* _Activity_
Nothing but a number belongs in the answer: how many lines of the records below contain the string "await".

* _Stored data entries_
--- --- ---

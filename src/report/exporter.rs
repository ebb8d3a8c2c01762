// src/report/exporter.rs
use crate::analyzer::CheckResult;
use crate::store::{DocumentFormat, FormatError};
use chrono::NaiveDate;
use std::path::{Path, PathBuf};
use tracing::info;

#[derive(Debug, thiserror::Error)]
pub enum ExportError {
    #[error("cannot create directories for {}: {source}", .path.display())]
    CreateDir {
        path: PathBuf,
        source: std::io::Error,
    },

    #[error("cannot encode results for {}: {source}", .path.display())]
    Serialize {
        path: PathBuf,
        source: FormatError,
    },

    #[error("cannot write results to {}: {source}", .path.display())]
    Write {
        path: PathBuf,
        source: std::io::Error,
    },
}

/// Write `results` as an indented document. With `timestamped`, today's date
/// is prefixed to the file name. Returns the path actually written.
pub async fn export<P: AsRef<Path>>(
    results: &[CheckResult],
    path: P,
    timestamped: bool,
) -> Result<PathBuf, ExportError> {
    let path = if timestamped {
        timestamped_path(path.as_ref(), chrono::Local::now().date_naive())
    } else {
        path.as_ref().to_path_buf()
    };

    if let Some(parent) = path.parent().filter(|p| !p.as_os_str().is_empty()) {
        tokio::fs::create_dir_all(parent)
            .await
            .map_err(|source| ExportError::CreateDir {
                path: path.clone(),
                source,
            })?;
    }

    let text = DocumentFormat::from_path(&path)
        .render(results)
        .map_err(|source| ExportError::Serialize {
            path: path.clone(),
            source,
        })?;

    tokio::fs::write(&path, text)
        .await
        .map_err(|source| ExportError::Write {
            path: path.clone(),
            source,
        })?;

    info!("Exported {} results to {}", results.len(), path.display());
    Ok(path)
}

/// `out/results.json` on 2024-03-07 becomes `out/240307_results.json`.
pub fn timestamped_path(path: &Path, date: NaiveDate) -> PathBuf {
    let stem = path
        .file_stem()
        .map(|s| s.to_string_lossy().into_owned())
        .unwrap_or_default();
    let ext = path
        .extension()
        .map(|e| format!(".{}", e.to_string_lossy()))
        .unwrap_or_default();

    let file_name = format!("{}_{}{}", date.format("%y%m%d"), stem, ext);
    match path.parent() {
        Some(parent) => parent.join(file_name),
        None => PathBuf::from(file_name),
    }
}
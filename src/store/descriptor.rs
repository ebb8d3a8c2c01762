// src/store/descriptor.rs
use serde::{Deserialize, Serialize};

/// One log source to check. `path` and `kind` are opaque to the analyzer.
#[derive(Debug, Clone, PartialEq, Eq, Serialize, Deserialize)]
pub struct LogDescriptor {
    pub id: String,
    pub path: String,
    #[serde(rename = "type")]
    pub kind: String,
}

impl LogDescriptor {
    pub fn new(id: impl Into<String>, path: impl Into<String>, kind: impl Into<String>) -> Self {
        Self {
            id: id.into(),
            path: path.into(),
            kind: kind.into(),
        }
    }
}
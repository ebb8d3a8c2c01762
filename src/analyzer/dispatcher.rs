// src/analyzer/dispatcher.rs
use super::checker::Checker;
use super::result::{CheckResult, Status};
use crate::metrics::{MetricsCollector, Timer};
use crate::store::LogDescriptor;
use std::sync::Arc;
use std::time::Duration;
use tokio::sync::mpsc;
use tokio::time::timeout;
use tracing::{debug, error, info, info_span, warn, Instrument};
use uuid::Uuid;

/// Runs one concurrent check per descriptor and collects the outcomes.
///
/// Every descriptor gets its own task, there is no concurrency cap.
/// Results come back over an mpsc channel in completion order, so callers
/// must not rely on the order of the returned results.
pub struct Dispatcher {
    checker: Arc<dyn Checker>,
    check_timeout: Option<Duration>,
    metrics: Option<Arc<MetricsCollector>>,
}

impl Dispatcher {
    pub fn new(checker: Arc<dyn Checker>) -> Self {
        Self {
            checker,
            check_timeout: None,
            metrics: None,
        }
    }

    pub fn with_timeout(mut self, check_timeout: Option<Duration>) -> Self {
        self.check_timeout = check_timeout;
        self
    }

    pub fn with_metrics(mut self, metrics: Arc<MetricsCollector>) -> Self {
        self.metrics = Some(metrics);
        self
    }

    /// Check every descriptor concurrently and return the results whose
    /// status matches `filter` (all of them when `filter` is `None`).
    pub async fn dispatch(
        &self,
        descriptors: &[LogDescriptor],
        filter: Option<Status>,
    ) -> Vec<CheckResult> {
        if descriptors.is_empty() {
            debug!("No descriptors to dispatch");
            return Vec::new();
        }

        if let Some(metrics) = &self.metrics {
            metrics.record_dispatch(filter);
        }

        let span = info_span!(
            "dispatch",
            run_id = %Uuid::new_v4(),
            checker = self.checker.name(),
            count = descriptors.len()
        );

        self.run(descriptors, filter).instrument(span).await
    }

    async fn run(&self, descriptors: &[LogDescriptor], filter: Option<Status>) -> Vec<CheckResult> {
        let (tx, mut rx) = mpsc::unbounded_channel();
        let mut ids = Vec::with_capacity(descriptors.len());
        let mut tasks = Vec::with_capacity(descriptors.len());

        for descriptor in descriptors {
            let descriptor = descriptor.clone();
            let checker = self.checker.clone();
            let metrics = self.metrics.clone();
            let check_timeout = self.check_timeout;
            let tx = tx.clone();

            ids.push(descriptor.id.clone());
            let task = tokio::spawn(
                async move {
                    let result =
                        run_check(checker.as_ref(), &descriptor, check_timeout, metrics.as_deref())
                            .await;
                    if result.matches(filter) {
                        // The receiver is only dropped after every task has joined
                        let _ = tx.send(result);
                    }
                }
                .in_current_span(),
            );
            tasks.push(task);
        }

        // Only the tasks hold senders now, so the channel closes once they finish
        drop(tx);

        // Join barrier: wait for every check to finish
        let outcomes = futures::future::join_all(tasks).await;

        let mut results = Vec::with_capacity(descriptors.len());
        for (id, outcome) in ids.into_iter().zip(outcomes) {
            if let Err(e) = outcome {
                error!("Check task for log {} did not complete: {}", id, e);
                if let Some(metrics) = &self.metrics {
                    metrics.check_aborted();
                }
                let result = CheckResult::failed(&id, format!("check of log {} aborted: {}", id, e));
                if result.matches(filter) {
                    results.push(result);
                }
            }
        }

        while let Some(result) = rx.recv().await {
            results.push(result);
        }

        info!(
            "Dispatch complete: {} of {} results kept",
            results.len(),
            descriptors.len()
        );

        results
    }
}

async fn run_check(
    checker: &dyn Checker,
    descriptor: &LogDescriptor,
    check_timeout: Option<Duration>,
    metrics: Option<&MetricsCollector>,
) -> CheckResult {
    if let Some(metrics) = metrics {
        metrics.check_started();
    }
    let timer = Timer::new();

    let result = match check_timeout {
        Some(limit) => match timeout(limit, checker.check(descriptor)).await {
            Ok(result) => result,
            Err(_) => CheckResult::failed(
                &descriptor.id,
                format!("check of log {} timed out after {:?}", descriptor.id, limit),
            ),
        },
        None => checker.check(descriptor).await,
    };
    let result = conform(result, descriptor);

    if let Some(metrics) = metrics {
        metrics.check_finished(result.status, timer.elapsed());
    }

    match result.status {
        Status::Ok => debug!("Log {} is OK", descriptor.id),
        Status::Failed => warn!("Log {} failed: {:?}", descriptor.id, result.detail),
    }

    result
}

/// Ties the result to its descriptor and keeps `detail` present exactly
/// on failures, whatever the checker returned.
fn conform(mut result: CheckResult, descriptor: &LogDescriptor) -> CheckResult {
    if result.id != descriptor.id {
        warn!(
            "Checker returned id {} for log {}, correcting",
            result.id, descriptor.id
        );
        result.id = descriptor.id.clone();
    }

    match result.status {
        Status::Ok => CheckResult::ok(result.id),
        Status::Failed => {
            let detail = result.detail.unwrap_or_default();
            CheckResult::failed(result.id, detail)
        }
    }
}
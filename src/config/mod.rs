// src/config/mod.rs
mod models;

pub use models::*;

use anyhow::{Context, Result};
use std::path::Path;

pub const ENV_PREFIX: &str = "LOGANALYZER";

/// Load runtime settings from an optional file (YAML, JSON or TOML by
/// extension) overlaid with `LOGANALYZER_*` environment variables.
pub fn load_settings<P: AsRef<Path>>(path: Option<P>) -> Result<Settings> {
    let mut builder = ::config::Config::builder();

    if let Some(path) = path {
        let path = path.as_ref();
        builder = builder.add_source(::config::File::from(path).required(true));
    }

    let settings: Settings = builder
        .add_source(::config::Environment::with_prefix(ENV_PREFIX).try_parsing(true))
        .build()
        .context("Failed to read settings")?
        .try_deserialize()
        .context("Failed to parse settings")?;

    settings.validate()?;
    Ok(settings)
}
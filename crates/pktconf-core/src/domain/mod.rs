//! Domain entities shared by every registry: handler types and fields.
//!
//! Nothing here knows about the configuration object.  Dissectors declare
//! their layers and fields with these types and hand them to the registries in
//! [`crate::registry`].

/// Handler-type identity and the builtin layer set.
pub mod layer;

/// Fields and the permissive [`field::MaybeField`] view used by field groups.
pub mod field;
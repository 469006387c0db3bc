//! Registries held by the configuration object.

pub mod field_group;
pub mod numeric;
pub mod ordered;

pub use field_group::{FieldGroupKind, FieldGroupRegistry, GroupKey};
pub use numeric::{NumericTypeRegistry, RegistryError, RegistryKey, RegistryValue};
pub use ordered::{CommandsList, LayersList, OrderedRegistry, RegistryEntry};
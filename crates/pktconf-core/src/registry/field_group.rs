//! Field groups: sets of fields plus the handler types that own them.
//!
//! The configuration carries three groups:
//!
//! - `resolve` – fields whose values get name resolution (addresses, ports).
//! - `noenum`  – enum fields that must NOT be converted to their string form.
//! - `emph`    – fields highlighted when packets are displayed.
//!
//! Each group answers two questions: "is this field in the group?" and "does
//! any field of this layer belong to the group?".  The second one is served by
//! a derived owner set which is rebuilt from scratch after every mutation, so
//! removals never leave stale layers behind.

use std::collections::BTreeSet;
use std::fmt;

use crate::domain::field::{Field, MaybeField};
use crate::domain::layer::LayerType;

/// Which flavour of group this is; only affects rendering.
#[derive(Debug, Clone, Copy, PartialEq, Eq)]
pub enum FieldGroupKind {
    Resolve,
    Emphasize,
}

impl FieldGroupKind {
    fn label(self) -> &'static str {
        match self {
            FieldGroupKind::Resolve => "Resolve",
            FieldGroupKind::Emphasize => "Emphasize",
        }
    }
}

/// Membership query for [`FieldGroupRegistry::contains`].
#[derive(Debug, Clone, Copy)]
pub enum GroupKey<'a> {
    /// Does any member field belong to this layer?
    Layer(&'a LayerType),
    /// Is this exact field a member?
    Field(&'a Field),
}

/// A set of fields and the derived set of their owner layers.
#[derive(Debug, Clone)]
pub struct FieldGroupRegistry {
    kind: FieldGroupKind,
    fields: BTreeSet<Field>,
    layers: BTreeSet<LayerType>,
}

impl FieldGroupRegistry {
    pub fn new(kind: FieldGroupKind) -> Self {
        Self {
            kind,
            fields: BTreeSet::new(),
            layers: BTreeSet::new(),
        }
    }

    pub fn resolve() -> Self {
        Self::new(FieldGroupKind::Resolve)
    }

    pub fn emphasize() -> Self {
        Self::new(FieldGroupKind::Emphasize)
    }

    pub fn kind(&self) -> FieldGroupKind {
        self.kind
    }

    /// Adds every candidate that is a field; other candidates are ignored.
    pub fn add<'a, I>(&mut self, candidates: I)
    where
        I: IntoIterator<Item = &'a dyn MaybeField>,
    {
        self.fields
            .extend(candidates.into_iter().filter_map(|c| c.as_field()).cloned());
        self.recalc_layers();
    }

    /// Removes the given fields; candidates that are not members are ignored.
    pub fn remove<'a, I>(&mut self, candidates: I)
    where
        I: IntoIterator<Item = &'a dyn MaybeField>,
    {
        for field in candidates.into_iter().filter_map(|c| c.as_field()) {
            self.fields.remove(field);
        }
        self.recalc_layers();
    }

    pub fn contains(&self, key: GroupKey<'_>) -> bool {
        match key {
            GroupKey::Layer(layer) => self.layers.contains(layer),
            GroupKey::Field(field) => self.fields.contains(field),
        }
    }

    pub fn fields(&self) -> impl Iterator<Item = &Field> {
        self.fields.iter()
    }

    /// Owner layers of the current members.
    pub fn layers(&self) -> &BTreeSet<LayerType> {
        &self.layers
    }

    pub fn len(&self) -> usize {
        self.fields.len()
    }

    pub fn is_empty(&self) -> bool {
        self.fields.is_empty()
    }

    fn recalc_layers(&mut self) {
        self.layers = self
            .fields
            .iter()
            .flat_map(|f| f.owners().iter().copied())
            .collect();
    }
}

impl fmt::Display for FieldGroupRegistry {
    fn fmt(&self, f: &mut fmt::Formatter<'_>) -> fmt::Result {
        let members: Vec<String> = self.fields.iter().map(Field::to_string).collect();
        write!(f, "<{} [{}]>", self.kind.label(), members.join(" "))
    }
}

#[cfg(test)]
mod tests {
    use super::*;
    use crate::domain::layer::builtin::{IP, IPV6, TCP, UDP};

    fn sport() -> Field {
        Field::new("sport", [TCP, UDP])
    }

    fn dst() -> Field {
        Field::new("dst", [IP])
    }

    #[test]
    fn test_add_collects_fields_and_owner_layers() {
        // Arrange
        let mut group = FieldGroupRegistry::resolve();
        let (a, b) = (sport(), dst());

        // Act
        group.add([&a as &dyn MaybeField, &b]);

        // Assert
        assert_eq!(group.len(), 2);
        assert!(group.contains(GroupKey::Field(&a)));
        assert!(group.contains(GroupKey::Layer(&TCP)));
        assert!(group.contains(GroupKey::Layer(&UDP)));
        assert!(group.contains(GroupKey::Layer(&IP)));
        assert!(!group.contains(GroupKey::Layer(&IPV6)));
    }

    #[test]
    fn test_add_drops_candidates_that_are_not_fields() {
        // Arrange
        let mut group = FieldGroupRegistry::resolve();
        let junk = "not a field";

        // Act
        group.add([&junk as &dyn MaybeField, &TCP]);

        // Assert
        assert!(group.is_empty());
        assert!(group.layers().is_empty());
    }

    #[test]
    fn test_add_same_field_twice_keeps_one_member() {
        let mut group = FieldGroupRegistry::emphasize();
        let a = sport();
        group.add([&a as &dyn MaybeField]);
        group.add([&a as &dyn MaybeField]);
        assert_eq!(group.len(), 1);
    }

    #[test]
    fn test_remove_drops_owner_layers_no_longer_covered() {
        // Arrange
        let mut group = FieldGroupRegistry::resolve();
        let (a, b) = (sport(), dst());
        group.add([&a as &dyn MaybeField, &b]);

        // Act
        group.remove([&a as &dyn MaybeField]);

        // Assert
        assert!(!group.contains(GroupKey::Field(&a)));
        assert!(!group.contains(GroupKey::Layer(&TCP)));
        assert!(!group.contains(GroupKey::Layer(&UDP)));
        assert!(group.contains(GroupKey::Layer(&IP)));
    }

    #[test]
    fn test_remove_keeps_layer_shared_with_remaining_member() {
        let mut group = FieldGroupRegistry::resolve();
        let tcp_only = Field::new("seq", [TCP]);
        let a = sport();
        group.add([&a as &dyn MaybeField, &tcp_only]);

        group.remove([&a as &dyn MaybeField]);

        assert!(group.contains(GroupKey::Layer(&TCP)));
        assert!(!group.contains(GroupKey::Layer(&UDP)));
    }

    #[test]
    fn test_derived_layers_match_union_after_mixed_sequence() {
        // Arrange
        let mut group = FieldGroupRegistry::resolve();
        let fields = [
            Field::new("sport", [TCP, UDP]),
            Field::new("dst", [IP]),
            Field::new("src", [IP, IPV6]),
            Field::new("seq", [TCP]),
        ];

        // Act
        group.add(fields.iter().map(|f| f as &dyn MaybeField));
        group.remove([&fields[2] as &dyn MaybeField, &fields[0]]);
        group.add([&fields[0] as &dyn MaybeField]);
        group.remove([&fields[3] as &dyn MaybeField]);

        // Assert
        let expected: BTreeSet<LayerType> = group
            .fields()
            .flat_map(|f| f.owners().iter().copied())
            .collect();
        assert_eq!(group.layers(), &expected);
        assert_eq!(expected, BTreeSet::from([TCP, UDP, IP]));
    }

    #[test]
    fn test_remove_unknown_field_is_a_no_op() {
        let mut group = FieldGroupRegistry::resolve();
        let a = sport();
        group.add([&a as &dyn MaybeField]);
        let other = dst();
        group.remove([&other as &dyn MaybeField, &"junk"]);
        assert_eq!(group.len(), 1);
    }

    #[test]
    fn test_display_names_kind_and_members() {
        let mut group = FieldGroupRegistry::resolve();
        let a = dst();
        group.add([&a as &dyn MaybeField]);
        assert_eq!(group.to_string(), "<Resolve [<Field (IP).dst>]>");
        assert_eq!(FieldGroupRegistry::emphasize().to_string(), "<Emphasize []>");
    }
}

--- --- ---

* _Solved exercise_
8